Warm-up

Let's say I survey the class and ask "Did you leave Reed College to travel during Spring Break". Out of 23 students, 14 of them or 60.8% said yes. Is this consistent with a claim that half of Reed students travel over spring break?

  1. Please write the infer code that would test this claim.
  2. Please write the infer code that compute a confidence interval for our statistic.
  • Dataset name: springbreak
  • Column name: travel, which takes values yes and no.

Making decisions with confidence intervals

Constructing a CI for \(p\)

  1. check conditions for using the normal approximation
  2. point estimate \(\pm\) margin of error (\(\hat{\theta}~\pm~z^{*}~\times~SE\))
  3. standard error

\[ SE_{\hat{p}} = \sqrt{\frac{p(1-p)}{n}} \]

We swap in \(\hat{p}\) for \(p\).

Extending to two proportions

Question

Scientists predict that global warming may have big effects on the polar regions within the next 100 years. One of the possible effects is that the northern ice cap may completely melt. Would this bother you a great deal, some, a little, or not at all if it actually happened?

  1. A great deal
  2. Some
  3. A little
  4. Not at all

Are Reed Students different from a random sample of Americans?

GSS Survey data (2010)

response count
A great deal 454
Some 124
A little 52
Not at all 50
Total 680

\[\hat{p}_{US} = 454/680 \approx 0.67\]

Parameter of interest

Difference between the proportions of all Reed students and all Americans who would be bothered a great deal by the northern ice cap completely melting.

\[p_{Reed} - p_{US}\]

Point estimate

Difference between the proportions of sampled Reed students and sampled Americans who would be bothered a great deal by the northern ice cap completely melting.
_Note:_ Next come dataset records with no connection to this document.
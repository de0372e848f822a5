//! Error types for the sarathi runtime

/// Result type alias
pub type Result<T> = std::result::Result<T, Error>;

/// Runtime error types
#[derive(Debug, thiserror::Error)]
pub enum Error {
    /// I/O error from the underlying transport
    #[error("I/O error: {0}")]
    Io(#[from] std::io::Error),

    /// Transport reported itself closed
    #[error("Transport closed")]
    TransportClosed,

    /// Operation timed out
    #[error("Operation timed out")]
    Timeout,

    /// Malformed or out-of-range packet contents
    #[error("Invalid packet: {0}")]
    InvalidPacket(String),

    /// Invalid parameter passed to an API call
    #[error("Invalid parameter: {0}")]
    InvalidParameter(String),

    /// Configuration failed validation
    #[error("Invalid configuration: {0}")]
    InvalidConfig(String),

    /// Configuration file could not be parsed
    #[error("Config parse error: {0}")]
    ConfigParse(#[from] toml::de::Error),

    /// Configuration could not be serialized
    #[error("Config serialize error: {0}")]
    ConfigSerialize(#[from] toml::ser::Error),

    /// Engine is not running
    #[error("Engine not running")]
    NotRunning,

    /// Engine is already running
    #[error("Engine already running")]
    AlreadyRunning,

    /// A background thread panicked
    #[error("Thread panicked: {0}")]
    ThreadPanic(&'static str),

    /// Generic error with message
    #[error("{0}")]
    Other(String),
}
//! Mock transport for testing
//!
//! Cloneable handle: tests keep one clone to inject telemetry and inspect
//! sent commands while the engine owns the other.

use super::PacketTransport;
use crate::error::Result;
use crate::packet::{CommandPacket, TelemetryPacket};
use parking_lot::Mutex;
use std::collections::VecDeque;
use std::sync::Arc;
use std::time::Duration;

/// Mock transport for hardware-free testing
#[derive(Clone)]
pub struct MockTransport {
    inner: Arc<Mutex<MockTransportInner>>,
}

struct MockTransportInner {
    rx_queue: VecDeque<TelemetryPacket>,
    sent: Vec<CommandPacket>,
    open: bool,
}

impl MockTransport {
    /// Create a new mock transport
    pub fn new() -> Self {
        MockTransport {
            inner: Arc::new(Mutex::new(MockTransportInner {
                rx_queue: VecDeque::new(),
                sent: Vec::new(),
                open: true,
            })),
        }
    }

    /// Inject a telemetry packet to be received by the engine
    pub fn inject(&self, packet: TelemetryPacket) {
        self.inner.lock().rx_queue.push_back(packet);
    }

    /// Get a copy of all commands sent so far
    pub fn sent_commands(&self) -> Vec<CommandPacket> {
        self.inner.lock().sent.clone()
    }

    /// Number of commands sent so far
    pub fn sent_count(&self) -> usize {
        self.inner.lock().sent.len()
    }

    /// Clear the sent command log
    pub fn clear_sent(&self) {
        self.inner.lock().sent.clear();
    }

    /// Simulate the link going down; subsequent sends fail
    pub fn close(&self) {
        self.inner.lock().open = false;
    }
}

impl PacketTransport for MockTransport {
    fn send(&mut self, cmd: &CommandPacket) -> Result<()> {
        let mut inner = self.inner.lock();
        if !inner.open {
            return Err(crate::error::Error::TransportClosed);
        }
        inner.sent.push(*cmd);
        Ok(())
    }

    fn receive(&mut self, timeout: Duration) -> Result<Option<TelemetryPacket>> {
        if let Some(pkt) = self.inner.lock().rx_queue.pop_front() {
            return Ok(Some(pkt));
        }
        // Nothing queued: emulate a blocking read timing out. Sleep a
        // fraction of the timeout so injected packets are picked up promptly.
        std::thread::sleep(timeout.min(Duration::from_millis(2)));
        Ok(self.inner.lock().rx_queue.pop_front())
    }

    fn is_open(&self) -> bool {
        self.inner.lock().open
    }
}

impl Default for MockTransport {
    fn default() -> Self {
        Self::new()
    }
}

#[cfg(test)]
mod tests {
    use super::*;
    use crate::packet::StatusPacket;

    #[test]
    fn test_inject_and_receive() {
        let mock = MockTransport::new();
        let mut engine_side = mock.clone();

        mock.inject(TelemetryPacket::Status(StatusPacket::default()));
        let pkt = engine_side.receive(Duration::from_millis(1)).unwrap();
        assert!(matches!(pkt, Some(TelemetryPacket::Status(_))));

        // Queue drained: next receive times out empty
        let pkt = engine_side.receive(Duration::from_millis(1)).unwrap();
        assert!(pkt.is_none());
    }

    #[test]
    fn test_send_recorded() {
        let mock = MockTransport::new();
        let mut engine_side = mock.clone();

        engine_side
            .send(&CommandPacket::SetVelocity { mm_per_sec: 100.0 })
            .unwrap();
        assert_eq!(mock.sent_count(), 1);
        assert_eq!(
            mock.sent_commands()[0],
            CommandPacket::SetVelocity { mm_per_sec: 100.0 }
        );
    }

    #[test]
    fn test_closed_transport_rejects_send() {
        let mock = MockTransport::new();
        let mut engine_side = mock.clone();
        mock.close();
        assert!(!engine_side.is_open());
        assert!(engine_side.send(&CommandPacket::Stop).is_err());
    }
}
\[\hat{p}_{Reed} - \hat{p}_{US}\]

Constructing a CI for \(p_1 - p_2\)

Details same as before:

  1. check conditions for using the normal approximation
  2. point estimate \(\pm\) margin of error
  3. standard error

\[ SE_{\hat{p}_1 - \hat{p}_2} = \sqrt{\frac{p_1(1-p_1)}{n_1} + \frac{p_2(1-p_2)}{n_2}} \]

We swap in \(\hat{p}_1\) and \(\hat{p}_2\) for \(p_1\) and \(p_2\).